Будь литература лишь словесной алгеброй, любой из нас мог бы написать любую книгу, попросту перебрав все возможные варианты языковых сочетаний. Чеканная формула «Все течет» в двух словах подытоживает учение Гераклита. Раймунд Луллий сказал бы, что достаточно, взяв первое из них, перебрать все непереходные глаголы, чтобы найти второе и с помощью методичной игры случая постигнуть это учение, как и многие другие. Рискну заметить, что формула, полученная простым исключением прочих, не имеет ни ценности, ни смысла: чтобы наполнить содержанием, ее нужно связать с Гераклитом, с опытом Гераклита, пусть даже «Гераклит» – всего лишь воображаемый субъект данного опыта. Я сказал, что книга – это диалог, своего рода отношение, а в диалоге собеседник несводим к сумме или к среднему арифметическому сказанных слов: он может молчать, обнаруживая острый ум, и отпускать остроты, обнаруживая несусветную глупость. То же и в литературе; д'Артаньян совершает бесчисленные подвиги, а Дон Кихота бьют и осмеивают, и все же превосходство второго очевидно. Отсюда – одна эстетическая проблема, которую пока что, кажется, никто не ставил: может ли автор создать героев, превосходящих его достоинством? Я бы ответил: нет, и невозможно это как из-за неспособности разума, так и по свойствам души. Думаю, самые яркие, самые достойные наши создания – это мы сами в свои лучшие минуты. Вот почему я преклоняюсь перед Шоу. Цеховые и муниципальные проблемы его первых вещей утратят интерес – да и уже утратили; шутки «pleasant plays» [3] рано или поздно станут такими же неудобоваримыми, как шекспировские (юмор, как я подозреваю, вообще жанр исключительно устный, искра, блеснувшая в разговоре, а не пассаж, закрепленный на письме); идеи, декларированные в авторских предисловиях и красноречивых тирадах героев, легко отыщут у Шопенгауэра и Сэмюэла Батлера [4]; но Лавиния, Бланко Поснет, Киган, Шотовер, Ричард Даджен и, прежде всего, Юлий Цезарь переживут любого героя, выдуманного искусством наших дней. Стоит представить рядом с ними господина Тэста или гистрионствующего ницшевского Заратустру, и с удивлением, даже ошеломленностью убеждаешься в превосходстве Шоу. Повторяя банальности своего времени, Альберт Зергель мог в 1911 году написать: «Бернард Шоу – разрушитель самого понятия о героическом, он – убийца героев» («Dichtung und Dichter der Zeit» [5], 214); он не понял, что «героическое» вовсе не значит «романтическое» и воплощено в капитане Блюнчли из «Arms and the Man» [6], а не в Сергее Саранове…

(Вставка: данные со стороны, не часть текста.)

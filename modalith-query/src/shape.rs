// Copyright 2025 Modalith (https://github.com/modalith)
//
// This program is free software: you can redistribute it and/or modify
// it under the terms of the GNU Affero General Public License as published by
// the Free Software Foundation, either version 3 of the License, or
// (at your option) any later version.
//
// This program is distributed in the hope that it will be useful,
// but WITHOUT ANY WARRANTY; without even the implied warranty of
// MERCHANTABILITY or FITNESS FOR A PARTICULAR PURPOSE. See the
// GNU Affero General Public License for more details.
//
// You should have received a copy of the GNU Affero General Public License
// along with this program. If not, see <https://www.gnu.org/licenses/>.

//! Output shaping: privacy redaction, video grouping, and deterministic
//! cursor pagination.

use base64::Engine as _;
use modalith_core::entities::PrivacyPolicy;
use modalith_core::{
    Grouping, GroupedVideo, QueryHit, QueryRequest, QueryResponse, QueryResult, ResponseMeta,
    TenantScope,
};
use serde::{Deserialize, Serialize};

use crate::config::QueryServiceConfig;
use crate::error::{QueryError, Result};

const REDACTED_SNIPPET: &str = "[REDACTED]";

fn policy_applies(policy: &PrivacyPolicy, scope: Option<&TenantScope>) -> bool {
    let level = |policy_level: &Option<String>, scope_level: Option<&str>| match policy_level {
        None => true,
        Some(want) => scope_level == Some(want.as_str()),
    };
    let scope_org = scope.and_then(|s| s.org_id.as_deref());
    let scope_site = scope.and_then(|s| s.site_id.as_deref());
    let scope_stream = scope.and_then(|s| s.stream_id.as_deref());
    level(&policy.org_id, scope_org)
        && level(&policy.site_id, scope_site)
        && level(&policy.stream_id, scope_stream)
}

fn redacts_field(policy: &PrivacyPolicy, field: &str) -> bool {
    match &policy.redaction_types {
        None => true,
        Some(kinds) => kinds.iter().any(|kind| kind.eq_ignore_ascii_case(field)),
    }
}

/// Remove or mask fields forbidden by the active privacy policies. Pure:
/// same-length output, order untouched. Admins bypass.
pub fn apply_privacy_redaction(
    mut results: Vec<QueryResult>,
    policies: &[PrivacyPolicy],
    scope: Option<&TenantScope>,
    is_admin: bool,
) -> Vec<QueryResult> {
    if is_admin {
        return results;
    }
    let active: Vec<&PrivacyPolicy> = policies
        .iter()
        .filter(|policy| policy.is_active() && policy_applies(policy, scope))
        .collect();
    if active.is_empty() {
        return results;
    }
    for row in results.iter_mut() {
        for policy in &active {
            if !policy.covers_modality(row.modality.as_str()) {
                continue;
            }
            if redacts_field(policy, "snippet") && row.snippet.is_some() {
                row.snippet = Some(REDACTED_SNIPPET.to_string());
            }
            if redacts_field(policy, "thumbnail") {
                row.thumbnail_uri = None;
            }
            if redacts_field(policy, "uri") {
                row.uri = format!("redacted://{}", row.media_asset_id);
            }
        }
    }
    results
}

/// Opaque page cursor: query fingerprint, offset, snapshot marker.
#[derive(Debug, Clone, PartialEq, Eq, Serialize, Deserialize)]
pub struct PageToken {
    pub query_fingerprint: String,
    pub offset: usize,
    pub snapshot_marker: String,
}

impl PageToken {
    pub fn encode(&self) -> String {
        let raw = serde_json::to_vec(self).unwrap_or_default();
        base64::engine::general_purpose::URL_SAFE_NO_PAD.encode(raw)
    }

    pub fn decode(token: &str) -> Result<Self> {
        let raw = base64::engine::general_purpose::URL_SAFE_NO_PAD
            .decode(token.trim())
            .map_err(|_| QueryError::Validation("Invalid page_token".into()))?;
        serde_json::from_slice(&raw)
            .map_err(|_| QueryError::Validation("Invalid page_token".into()))
    }
}

/// Stable fingerprint of the request, excluding the cursor itself.
pub fn query_fingerprint(request: &QueryRequest) -> String {
    let mut canonical = request.clone();
    canonical.page_token = None;
    let raw = serde_json::to_vec(&canonical).unwrap_or_default();
    hex::encode(&blake3::hash(&raw).as_bytes()[..16])
}

fn resolve_offset(
    request: &QueryRequest,
    fingerprint: &str,
    snapshot_marker: &str,
) -> Result<usize> {
    let Some(token) = request.page_token.as_deref() else {
        return Ok(0);
    };
    let token = PageToken::decode(token)?;
    if token.query_fingerprint != fingerprint {
        return Err(QueryError::Validation(
            "page_token does not match this query".into(),
        ));
    }
    if token.snapshot_marker != snapshot_marker {
        return Err(QueryError::SnapshotShifted(format!(
            "token snapshot {} is no longer current",
            token.snapshot_marker
        )));
    }
    Ok(token.offset)
}

fn strip_why(hits: &mut [QueryHit]) {
    for hit in hits {
        hit.why.clear();
    }
}

/// Shape the fused, redacted list into the response envelope: grouping when
/// requested, then the deterministic cursor page.
pub fn build_query_response(
    results: Vec<QueryResult>,
    request: &QueryRequest,
    snapshot_marker: &str,
    trace_id: &str,
    config: &QueryServiceConfig,
) -> Result<QueryResponse> {
    if let Some(group_by) = request.group_by.as_deref() {
        if group_by != "video" {
            return Err(QueryError::Validation(format!(
                "Unsupported group_by: {group_by}"
            )));
        }
    }

    let fingerprint = query_fingerprint(request);
    let paginating = config.search_pagination_enabled && request.page_limit.is_some();
    let offset = if paginating {
        resolve_offset(request, &fingerprint, snapshot_marker)?
    } else {
        0
    };
    let limit = request.page_limit.unwrap_or(usize::MAX);

    let mut hits: Vec<QueryHit> = results.into_iter().map(QueryHit::from).collect();
    if !config.search_why_enabled {
        strip_why(&mut hits);
    }

    let meta = ResponseMeta {
        fusion_method: "weighted_rrf".to_string(),
        weight_version: config.query_fusion_weight_version.clone(),
        snapshot_marker: snapshot_marker.to_string(),
        trace_id: trace_id.to_string(),
    };

    let grouping_requested =
        request.group_by.as_deref() == Some("video") && config.search_group_by_enabled;
    if grouping_requested {
        let total_moments = hits.len();
        let mut groups: Vec<GroupedVideo> = Vec::new();
        for hit in hits {
            match groups
                .iter_mut()
                .find(|group| group.asset_id == hit.media_asset_id)
            {
                Some(group) => {
                    group.clip_count += 1;
                    group.moments.push(hit);
                }
                None => groups.push(GroupedVideo {
                    asset_id: hit.media_asset_id.clone(),
                    clip_count: 1,
                    moments: vec![hit],
                }),
            }
        }
        for group in groups.iter_mut() {
            group
                .moments
                .sort_by(|a, b| b.score.total_cmp(&a.score));
        }
        if request.sort_by.as_deref() == Some("clip_count") {
            groups.sort_by(|a, b| {
                b.clip_count
                    .cmp(&a.clip_count)
                    .then_with(|| a.asset_id.cmp(&b.asset_id))
            });
        } else {
            groups.sort_by(|a, b| {
                let score_a = a.moments.first().map(|m| m.score).unwrap_or(0.0);
                let score_b = b.moments.first().map(|m| m.score).unwrap_or(0.0);
                score_b
                    .total_cmp(&score_a)
                    .then_with(|| a.asset_id.cmp(&b.asset_id))
            });
        }

        let total_videos = groups.len();
        let (page, next_offset) = page_slice(groups, offset, limit, paginating);
        let next_page_token = next_offset.map(|offset| {
            PageToken {
                query_fingerprint: fingerprint.clone(),
                offset,
                snapshot_marker: snapshot_marker.to_string(),
            }
            .encode()
        });
        let flat: Vec<QueryHit> = page
            .iter()
            .flat_map(|group| group.moments.iter().cloned())
            .collect();
        return Ok(QueryResponse {
            results: flat,
            next_page_token,
            grouping: Some(Grouping {
                total_videos,
                total_moments,
                videos: page,
            }),
            meta,
        });
    }

    let (page, next_offset) = page_slice(hits, offset, limit, paginating);
    let next_page_token = next_offset.map(|offset| {
        PageToken {
            query_fingerprint: fingerprint,
            offset,
            snapshot_marker: snapshot_marker.to_string(),
        }
        .encode()
    });
    Ok(QueryResponse {
        results: page,
        next_page_token,
        grouping: None,
        meta,
    })
}

fn page_slice<T>(
    items: Vec<T>,
    offset: usize,
    limit: usize,
    paginating: bool,
) -> (Vec<T>, Option<usize>) {
    if !paginating {
        return (items, None);
    }
    let total = items.len();
    let page: Vec<T> = items.into_iter().skip(offset).take(limit).collect();
    let next = offset.saturating_add(page.len());
    let next_offset = (next < total && !page.is_empty()).then_some(next);
    (page, next_offset)
}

Фрэнк Хэррис в биографии нашего героя приводит его замечательное письмо; в нем есть такие слова: «Я ношу в себе всё и всех, но сам я ничто и никто». Из этого ничтожества (похожего на ничтожество Бога перед сотворением мира и на первобожество другого ирландца, Иоанна Скота Эриугены, так и называвшего его «Ничто») Бернард Шоу сумел извлечь бесчисленных героев или, точнее, dramatis personae [7]; самый неуловимый из них – это, как я понимаю, некий Дж. Б. Ш., который исполнял роль писателя перед публикой и оставил столько легкомысленных острот на газетных полосах.
В центре внимания Шоу – проблемы философии и морали; естественно и неизбежно, что у нас в стране его не ценят или ценят лишь как героя эпиграмм. Мир для аргентинца – торжество случая, нечаянное столкновение Демокритовых атомов, поэтому философия его не занимает. Этика – еще меньше: социальное сводится для него к конфликту индивидов, классов и наций, в котором дозволено все, только бы не проиграть и не дать противнику повода для насмешек.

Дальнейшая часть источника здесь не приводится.